What parents need to know
Parents Need to Know
Parents need to know that there are a few Google ads on the site, as well as booking fee structure for the performers themselves. There's a routine pictured where Mom fits herself through a tennis racket (no strings attached), but kids probably wouldn't try this at home anyway.
What's it about?
The Goza family travels 365 days a year, never staying in one area longer than two weeks. They are nomadic storytellers and performers, usually playing schools, libraries, and museums. Dad does the cooking and writes the scripts, while Mom drives the van and thinks up the physical comedy routines. Their teenage son, Zephyr, performs in the troupe as well. If you're interested in catching a live show, you can find out where the family will be next.
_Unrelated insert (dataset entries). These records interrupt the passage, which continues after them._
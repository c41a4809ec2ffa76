//! Enemies
//!
//! All variants share movement and animation; they differ only in the
//! constants of [`EnemyKind::profile`].

use glam::Vec2;
use rand::Rng;
use serde::{Deserialize, Serialize};

use super::collision::{Bounds, Rect};
use crate::consts::*;

/// Enemy variants
#[derive(Debug, Clone, Copy, PartialEq, Eq, Serialize, Deserialize)]
pub enum EnemyKind {
    Sandalien,
    Bee,
    Ghost,
}

/// Per-variant constants
#[derive(Debug, Clone, Copy, PartialEq)]
pub struct EnemyProfile {
    pub size: Vec2,
    pub max_frame: u32,
    pub lives: i32,
    pub score: i32,
    /// Touching a lucky enemy powers the player up instead of costing score
    pub lucky: bool,
    /// Relative spawn weight (weights sum to 1)
    pub spawn_weight: f32,
}

impl EnemyKind {
    pub const ALL: [EnemyKind; 3] = [EnemyKind::Sandalien, EnemyKind::Bee, EnemyKind::Ghost];

    pub fn profile(self) -> EnemyProfile {
        match self {
            EnemyKind::Sandalien => EnemyProfile {
                size: Vec2::new(205.0, 176.0),
                max_frame: 19,
                lives: 5,
                score: 5,
                lucky: false,
                spawn_weight: 0.3,
            },
            EnemyKind::Bee => EnemyProfile {
                size: Vec2::new(273.0, 282.0),
                max_frame: 12,
                lives: 2,
                score: 2,
                lucky: false,
                spawn_weight: 0.3,
            },
            EnemyKind::Ghost => EnemyProfile {
                size: Vec2::new(396.0, 582.0),
                max_frame: 10,
                lives: 15,
                score: 15,
                lucky: true,
                spawn_weight: 0.4,
            },
        }
    }

    /// Pick a variant by weight
    pub fn choose<R: Rng + ?Sized>(rng: &mut R) -> Self {
        let roll: f32 = rng.random();
        Self::from_roll(roll)
    }

    /// Map a roll in [0, 1) onto the cumulative spawn weights
    pub fn from_roll(roll: f32) -> Self {
        let mut cumulative = 0.0;
        for kind in Self::ALL {
            cumulative += kind.profile().spawn_weight;
            if roll < cumulative {
                return kind;
            }
        }
        EnemyKind::Ghost
    }

    /// Highest valid spawn y for this variant
    pub fn max_spawn_y(self) -> f32 {
        (GAME_HEIGHT * ENEMY_SPAWN_BAND - self.profile().size.y).max(0.0)
    }
}

/// An enemy drifting left across the playfield
#[derive(Debug, Clone, Serialize, Deserialize)]
pub struct Enemy {
    pub kind: EnemyKind,
    pub pos: Vec2,
    /// Own horizontal speed, added to the world scroll each tick
    pub speed_x: f32,
    pub lives: i32,
    pub frame: u32,
    pub marked_for_deletion: bool,
}

impl Enemy {
    pub fn new(kind: EnemyKind, pos: Vec2, speed_x: f32) -> Self {
        Self {
            kind,
            pos,
            speed_x,
            lives: kind.profile().lives,
            frame: 0,
            marked_for_deletion: false,
        }
    }

    /// Spawn at the right edge with a random height and speed
    pub fn spawn<R: Rng + ?Sized>(kind: EnemyKind, rng: &mut R) -> Self {
        let speed_x = ENEMY_SPEED_MAX - rng.random::<f32>() * (ENEMY_SPEED_MAX - ENEMY_SPEED_MIN);
        let y = rng.random::<f32>() * kind.max_spawn_y();
        Self::new(kind, Vec2::new(GAME_WIDTH, y), speed_x)
    }

    pub fn profile(&self) -> EnemyProfile {
        self.kind.profile()
    }

    pub fn is_lucky(&self) -> bool {
        self.profile().lucky
    }

    /// Points awarded when destroyed
    pub fn score(&self) -> i32 {
        self.profile().score
    }

    pub fn update(&mut self) {
        self.pos.x += self.speed_x - SCROLL_SPEED;
        if self.pos.x + self.profile().size.x < 0.0 {
            self.marked_for_deletion = true;
        }

        self.frame = if self.frame < self.profile().max_frame {
            self.frame + 1
        } else {
            0
        };
    }
}

impl Bounds for Enemy {
    fn bounds(&self) -> Rect {
        Rect::from_pos_size(self.pos, self.profile().size)
    }
}
//! A running game: state, its seeded RNG and the per-frame entry point

use rand::SeedableRng;
use rand_pcg::Pcg32;

use crate::input::{KeyEvent, handle_key_event};
use crate::renderer::{self, DrawCommand};
use crate::settings::Settings;
use crate::sim::{GameState, tick};

/// One play session driven by a host frame loop
pub struct Session {
    pub state: GameState,
    rng: Pcg32,
    seed: u64,
}

impl Session {
    pub fn new(seed: u64) -> Self {
        Self {
            state: GameState::new(),
            rng: Pcg32::seed_from_u64(seed),
            seed,
        }
    }

    /// New session with the overlay preference from `settings`
    pub fn with_settings(seed: u64, settings: &Settings) -> Self {
        let mut session = Self::new(seed);
        session.state.debug = settings.debug_overlay;
        session
    }

    pub fn seed(&self) -> u64 {
        self.seed
    }

    pub fn is_over(&self) -> bool {
        self.state.game_over
    }

    pub fn handle_key(&mut self, event: KeyEvent) {
        handle_key_event(&mut self.state, event);
    }

    /// Advance one tick by `dt` milliseconds and return the frame's draw list
    pub fn frame(&mut self, dt: f32) -> Vec<DrawCommand> {
        tick(&mut self.state, dt, &mut self.rng);
        renderer::draw(&self.state)
    }

    /// Start over with a new seed. The debug overlay choice carries over.
    pub fn restart(&mut self, seed: u64) {
        let debug = self.state.debug;
        *self = Self::new(seed);
        self.state.debug = debug;
        log::info!("Game restarted with seed: {}", seed);
    }

    /// Current state as JSON, for debugging dumps
    pub fn snapshot_json(&self) -> serde_json::Result<String> {
        serde_json::to_string(&self.state)
    }
}
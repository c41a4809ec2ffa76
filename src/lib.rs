//! Parallax Shooter - a side-scrolling arcade shooter
//!
//! Core modules:
//! - `sim`: Deterministic simulation (entities, collisions, game state)
//! - `input`: Key events to held-key flags and immediate actions
//! - `renderer`: Draw-command scene builder, HUD and terminal rasterizer
//! - `settings`: Runtime preferences
//! - `session`: Seeded simulation plus draw list, one call per display frame

pub mod input;
pub mod renderer;
pub mod session;
pub mod settings;
pub mod sim;

pub use input::{HeldKeys, Key, KeyEvent};
pub use session::Session;
pub use settings::Settings;
pub use sim::{GameState, Outcome, tick};

/// Game configuration constants
pub mod consts {
    /// Logical playfield dimensions
    pub const GAME_WIDTH: f32 = 1920.0;
    pub const GAME_HEIGHT: f32 = 1080.0;

    /// World scroll speed (units per tick), shared by background, enemies and explosions
    pub const SCROLL_SPEED: f32 = 1.0;

    /// Session limits (milliseconds / points)
    pub const TIME_LIMIT_MS: f32 = 40_000.0;
    pub const WINNING_SCORE: i32 = 150;

    /// Ammo economy
    pub const START_AMMO: f32 = 20.0;
    pub const MAX_AMMO: f32 = 50.0;
    pub const AMMO_INTERVAL_MS: f32 = 350.0;

    /// Enemy spawn cadence
    pub const ENEMY_INTERVAL_MS: f32 = 2_000.0;

    /// Player defaults
    pub const PLAYER_WIDTH: f32 = 104.0;
    pub const PLAYER_HEIGHT: f32 = 142.0;
    pub const PLAYER_START_X: f32 = 50.0;
    pub const PLAYER_START_Y: f32 = 500.0;
    pub const PLAYER_MAX_SPEED: f32 = 10.0;
    pub const PLAYER_MAX_FRAME: u32 = 29;
    pub const POWER_UP_LIMIT_MS: f32 = 10_000.0;
    /// Ammo gained per tick while powered up
    pub const POWER_UP_AMMO_PER_TICK: f32 = 0.1;

    /// Muzzle offsets relative to the player's top-left corner
    pub const MUZZLE_X: f32 = 80.0;
    pub const MUZZLE_TOP_Y: f32 = 30.0;
    pub const MUZZLE_LOW_Y: f32 = 60.0;

    /// Projectile defaults (speed is per tick, not scaled by delta time)
    pub const PROJECTILE_WIDTH: f32 = 10.0;
    pub const PROJECTILE_HEIGHT: f32 = 3.0;
    pub const PROJECTILE_SPEED: f32 = 15.0;
    /// Projectiles expire past this fraction of the playfield width
    pub const PROJECTILE_RANGE: f32 = 0.8;

    /// Explosion sprite sheet
    pub const EXPLOSION_SIZE: f32 = 200.0;
    pub const EXPLOSION_MAX_FRAME: u32 = 8;
    pub const EXPLOSION_FPS: f32 = 50.0;

    /// Enemies spawn within this fraction of the playfield height
    pub const ENEMY_SPAWN_BAND: f32 = 0.9;
    /// Per-enemy horizontal speed range (units per tick)
    pub const ENEMY_SPEED_MIN: f32 = -6.0;
    pub const ENEMY_SPEED_MAX: f32 = -0.5;

    /// Background layer image size
    pub const LAYER_WIDTH: f32 = 1920.0;
    pub const LAYER_HEIGHT: f32 = 1080.0;
}
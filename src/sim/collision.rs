//! Axis-aligned bounding box collision
//!
//! Every entity in the playfield is a rectangle anchored at its top-left
//! corner. Edges are exclusive on both axes and the vertical test is written
//! `a.h + a.y > b.y`. Callers always pass the attacker first (player or
//! projectile) and the enemy second; nothing relies on argument order being
//! interchangeable.

use glam::Vec2;
use serde::{Deserialize, Serialize};

/// Rectangle in playfield units, anchored at the top-left corner
#[derive(Debug, Clone, Copy, PartialEq, Serialize, Deserialize)]
pub struct Rect {
    pub x: f32,
    pub y: f32,
    pub width: f32,
    pub height: f32,
}

impl Rect {
    pub fn new(x: f32, y: f32, width: f32, height: f32) -> Self {
        Self {
            x,
            y,
            width: width.max(0.0),
            height: height.max(0.0),
        }
    }

    pub fn from_pos_size(pos: Vec2, size: Vec2) -> Self {
        Self::new(pos.x, pos.y, size.x, size.y)
    }

    /// Center point of the box
    pub fn center(&self) -> Vec2 {
        Vec2::new(self.x + self.width * 0.5, self.y + self.height * 0.5)
    }

    pub fn right(&self) -> f32 {
        self.x + self.width
    }

    pub fn bottom(&self) -> f32 {
        self.y + self.height
    }
}

/// Anything with a bounding box in the playfield
pub trait Bounds {
    fn bounds(&self) -> Rect;
}

impl Bounds for Rect {
    fn bounds(&self) -> Rect {
        *self
    }
}

/// Check whether `a` overlaps `b`
#[inline]
pub fn collides(a: &impl Bounds, b: &impl Bounds) -> bool {
    let a = a.bounds();
    let b = b.bounds();
    a.x < b.x + b.width && a.x + a.width > b.x && a.y < b.y + b.height && a.height + a.y > b.y
}

#[cfg(test)]
mod tests {
    use super::*;
    use proptest::prelude::*;

    #[test]
    fn test_overlapping_boxes_collide() {
        let a = Rect::new(0.0, 0.0, 10.0, 10.0);
        let b = Rect::new(5.0, 5.0, 10.0, 10.0);
        assert!(collides(&a, &b));
        assert!(collides(&b, &a));
    }

    #[test]
    fn test_separated_boxes_miss() {
        let a = Rect::new(0.0, 0.0, 10.0, 10.0);
        let b = Rect::new(20.0, 0.0, 10.0, 10.0);
        assert!(!collides(&a, &b));
        let c = Rect::new(0.0, 20.0, 10.0, 10.0);
        assert!(!collides(&a, &c));
    }

    #[test]
    fn test_touching_edges_do_not_collide() {
        let a = Rect::new(0.0, 0.0, 10.0, 10.0);
        // Shares the vertical edge x = 10
        let right = Rect::new(10.0, 0.0, 10.0, 10.0);
        assert!(!collides(&a, &right));
        assert!(!collides(&right, &a));
        // Shares the horizontal edge y = 10
        let below = Rect::new(0.0, 10.0, 10.0, 10.0);
        assert!(!collides(&a, &below));
        assert!(!collides(&below, &a));
    }

    #[test]
    fn test_zero_height_box_on_top_edge() {
        // A flat box lying exactly on b's top edge: a.y < b.bottom holds but
        // a.h + a.y > b.y does not.
        let flat = Rect::new(2.0, 0.0, 4.0, 0.0);
        let b = Rect::new(0.0, 0.0, 10.0, 10.0);
        assert!(!collides(&flat, &b));
        assert!(!collides(&b, &flat));
        // Moved inside b, both orders see the overlap.
        let inside = Rect::new(2.0, 5.0, 4.0, 0.0);
        assert!(collides(&inside, &b));
        assert!(collides(&b, &inside));
    }

    #[test]
    fn test_negative_size_is_clamped() {
        let r = Rect::new(1.0, 2.0, -5.0, -1.0);
        assert_eq!(r.width, 0.0);
        assert_eq!(r.height, 0.0);
    }

    #[test]
    fn test_center() {
        let r = Rect::new(100.0, 50.0, 200.0, 100.0);
        assert_eq!(r.center(), Vec2::new(200.0, 100.0));
    }

    proptest! {
        #[test]
        fn prop_box_collides_with_itself(
            x in -2000.0f32..2000.0,
            y in -2000.0f32..2000.0,
            w in 0.5f32..500.0,
            h in 0.5f32..500.0,
        ) {
            let r = Rect::new(x, y, w, h);
            prop_assert!(collides(&r, &r));
        }

        #[test]
        fn prop_disjoint_on_x_never_collide(
            x in -2000.0f32..2000.0,
            y in -2000.0f32..2000.0,
            w in 0.5f32..500.0,
            h in 0.5f32..500.0,
            gap in 0.0f32..100.0,
        ) {
            let a = Rect::new(x, y, w, h);
            let b = Rect::new(x + w + gap, y, w, h);
            prop_assert!(!collides(&a, &b));
            prop_assert!(!collides(&b, &a));
        }
    }
}
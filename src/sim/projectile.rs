//! Player projectiles

use glam::Vec2;
use serde::{Deserialize, Serialize};

use super::collision::{Bounds, Rect};
use crate::consts::*;

/// A bullet fired by the player, travelling right at a fixed per-tick speed
#[derive(Debug, Clone, Serialize, Deserialize)]
pub struct Projectile {
    pub pos: Vec2,
    pub marked_for_deletion: bool,
}

impl Projectile {
    pub fn new(x: f32, y: f32) -> Self {
        Self {
            pos: Vec2::new(x, y),
            marked_for_deletion: false,
        }
    }

    /// Move one step. Not scaled by delta time.
    pub fn update(&mut self) {
        self.pos.x += PROJECTILE_SPEED;
        if self.pos.x > GAME_WIDTH * PROJECTILE_RANGE {
            self.marked_for_deletion = true;
        }
    }
}

impl Bounds for Projectile {
    fn bounds(&self) -> Rect {
        Rect::new(self.pos.x, self.pos.y, PROJECTILE_WIDTH, PROJECTILE_HEIGHT)
    }
}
Just check the performance calendar or type in the name of your state to see when they will be close by. Until then, the site offers slide shows of some of the acts, which are often drawn from folktales and poetry. Several interactive online books are offered.
Is it any good?
Kids who are used to sleek, flashy sites might be put off by the very '90s design, although the inclusion of podcasts and streaming video brings the content into the 21st century. Or, for some old-fashioned fun, kids can read stories aloud, like the Russian folktale "Vasalisa and Baba Yaga" or "Jack and the Beans Talk," a twist on the classic that features some loquacious legumes. Kids should enjoy -- and parents will appreciate -- the site's inclusion of stories from a diverse array of cultures.
Families can talk about...
Families can talk about how storytelling and live perfomances offer an alternative to electronic media. What did people do for fun before TV, movies, the Internet, etc.? If you were part of a performing group, what talents would you showcase? Parents can share with kids a story or folktale they learned when they were young.